Right after the Sandy Hook massacre, both New York and Connecticut passed laws that tightened up restrictions on owning 'black' guns, a.k.a., the military-style AR rifles like the type Adam Lanza used to kill 26 adults and young kids. The laws basically toughened the earlier assault weapons bans, provoking immediate outcries from the pro-gun gang who challenged the laws based on their inalienable 2nd-Amendment rights. After all, the 2008 Heller decision protected private ownership of all guns that are "in common use," and what could be more common than AR rifles of which probably more than four million have been manufactured over the last twenty years?
The gun industry began promoting black guns in the 1990s when they realized that hunting and traditional sporting use of guns was dying out. This promotion took two forms: on the one hand creating the fiction that black guns, like all guns protected us from crime; on the other hand creating the equally beguiling fiction that military-style weapons were no different from other, traditional rifles since they could only be fired in semi-automatic mode.

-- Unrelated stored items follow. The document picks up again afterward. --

use std::collections::{hash_map::Entry, HashMap};

use crate::ast::Symbol;

/// Lexically scoped symbols.
///
/// Scopes are identified by increasing ids, so the set of active scopes is always sorted. Stale
/// symbols of scopes which have ended are pruned lazily on lookup.
pub struct Scope<T> {
    symbols: HashMap<Symbol, ScopeSymbol<T>>,
    next_scope: ScopeId,
    active_scopes: Vec<ScopeId>,
}

#[derive(Debug, Clone, Copy, PartialEq, Eq, PartialOrd, Ord)]
pub struct ScopeId(u32);

struct ScopeSymbol<T> {
    value: T,
    /// In which scope this symbol is valid.
    scope: ScopeId,
    /// Points to a shadowed symbol of the same name.
    shadowed: Option<Box<ScopeSymbol<T>>>,
}

impl<T: Copy> Default for Scope<T> {
    fn default() -> Self {
        Self::new()
    }
}

impl<T: Copy> Scope<T> {
    pub fn new() -> Scope<T> {
        Scope { symbols: HashMap::new(), next_scope: ScopeId(0), active_scopes: Vec::new() }
    }

    pub fn begin(&mut self) -> ScopeId {
        let scope = self.next_scope;
        self.active_scopes.push(scope);
        self.next_scope.0 += 1;
        scope
    }

    pub fn end(&mut self, scope: ScopeId) {
        assert_eq!(Some(scope), self.active_scopes.last().copied(), "scopes ended out of order");
        self.active_scopes.pop();
    }

    /// Declares `symbol` in the innermost scope, shadowing any outer declaration. Fails with the
    /// previous value if the innermost scope already declares the same symbol.
    pub fn declare(&mut self, symbol: Symbol, value: T) -> Result<(), T> {
        let current = *self.active_scopes.last().expect("declaration outside of any scope");
        let new = ScopeSymbol { value, scope: current, shadowed: None };
        match self.symbols.entry(symbol) {
            Entry::Occupied(mut entry) => {
                if let Some(existing) = Self::get_slot(entry.get_mut(), &self.active_scopes) {
                    if entry.get().scope == current {
                        return Err(existing);
                    }
                    let shadowed = std::mem::replace(entry.get_mut(), new);
                    entry.get_mut().shadowed = Some(Box::new(shadowed));
                } else {
                    *entry.get_mut() = new;
                }
            },
            Entry::Vacant(entry) => {
                entry.insert(new);
            },
        }
        Ok(())
    }

    pub fn get(&mut self, symbol: Symbol) -> Option<T> {
        let Entry::Occupied(mut entry) = self.symbols.entry(symbol) else { return None };

        match Self::get_slot(entry.get_mut(), &self.active_scopes) {
            Some(value) => Some(value),
            None => {
                entry.remove();
                None
            },
        }
    }

    fn get_slot(slot: &mut ScopeSymbol<T>, active_scopes: &[ScopeId]) -> Option<T> {
        loop {
            if Self::is_active(slot.scope, active_scopes) {
                return Some(slot.value);
            }
            *slot = *slot.shadowed.take()?;
        }
    }

    fn is_active(target: ScopeId, scopes: &[ScopeId]) -> bool {
        if scopes.len() < 16 {
            scopes.iter().rev().any(|x| *x == target)
        } else {
            scopes.binary_search(&target).is_ok()
        }
    }
}

#[cfg(test)]
mod tests {
    use super::*;
    use crate::ast::SymbolTable;

    #[test]
    fn shadowing() {
        let mut symbols = SymbolTable::new();
        let x = symbols.intern("x");
        let y = symbols.intern("y");

        let mut scope = Scope::new();
        let outer = scope.begin();
        scope.declare(x, 1).unwrap();

        let inner = scope.begin();
        assert_eq!(scope.get(x), Some(1));
        scope.declare(x, 2).unwrap();
        scope.declare(y, 3).unwrap();
        assert_eq!(scope.get(x), Some(2));
        assert_eq!(scope.declare(x, 4), Err(2));
        scope.end(inner);

        assert_eq!(scope.get(x), Some(1));
        assert_eq!(scope.get(y), None);

        let sibling = scope.begin();
        scope.declare(y, 5).unwrap();
        assert_eq!(scope.get(y), Some(5));
        scope.end(sibling);
        scope.end(outer);

        assert_eq!(scope.get(x), None);
    }

    #[test]
    #[should_panic(expected = "scopes ended out of order")]
    fn unbalanced_scopes() {
        let mut scope = Scope::<u32>::new();
        let outer = scope.begin();
        let _inner = scope.begin();
        scope.end(outer);
    }
}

The industry went so far as to create an entirely new shooting tradition, replacing the phrase 'assault rifle' with the nomenclature 'modern sporting rifle' so as to pretend that an AR-15 is nothing other than the same, old hunting gun that sportsmen have for generations been taking out to the woods. And for those who like to imagine themselves mowing down ISIS or Al Queda in the streets and alleys of Philadelphia or New York, the guns being sold by Bushmaster, Colt, Stag and other black-gun manufacturers are referred to as 'tactical' weapons, which everyone knows is simply an assault rifle with a different name.
Both the CT and NY laws were challenged and upheld in District Court; now the Court of Appeals, 2nd Circuit, has upheld both laws again. What is interesting about this decision, indeed remarkable, is the fact that it is based not just on the government's authority to regulate guns that are in "common use," but to regulate these particular types of weapons based on their definition as created and promoted by the gun industry itself! The Circuit Court accepted the notion that black guns are just another type of sporting rifle, and it was the acknowledgement that black guns are no different from other types of sporting guns that ultimately legitimized the assault-rifle bans in Connecticut and New York.
Plaintiffs in this case argued that there were more than four million AR-15 rifles owned by civilians and that these guns, like other civilian weapons, could only be fired in semi-automatic mode. As the Court said, "This much is clear: Americans own millions of the firearms that the challenged legislation prohibits." Further, the Court also accepted the notion that many Americans keep an AR-15 in their home for self-defense. Given those circumstances, how could the Circuit Court decide that prohibiting civilian ownership of such weapons was not a violation of 2nd-Amendment rights? Because what the Court did was take the gun industry's own fiction about these guns and stand it on its head.
The industry's marketing of black guns as 'sporting' rifles is based on one thing and one thing only; namely, these weapons can only be shot in semi-auto mode. Never mind that you can deliver up to 60 rounds of ammunition in thirty seconds or less; never mind that the .223 round has a lethality specifically designed to kill or injure human targets; never mind that many military and law enforcement units also deploy the semi-auto gun. That residents in New York and Connecticut can own all kinds of semi-automatic rifles which do not contain certain military-style features means that the ban on AR-style rifles is not a prohibition of semi-automatic weapons at all.
As a noted Supreme Court justice once said, "History also has its claims." And one of those claims is that the 2nd Amendment doesn't give the gun industry the right to invent a tall tale to justify how it tries to sell guns.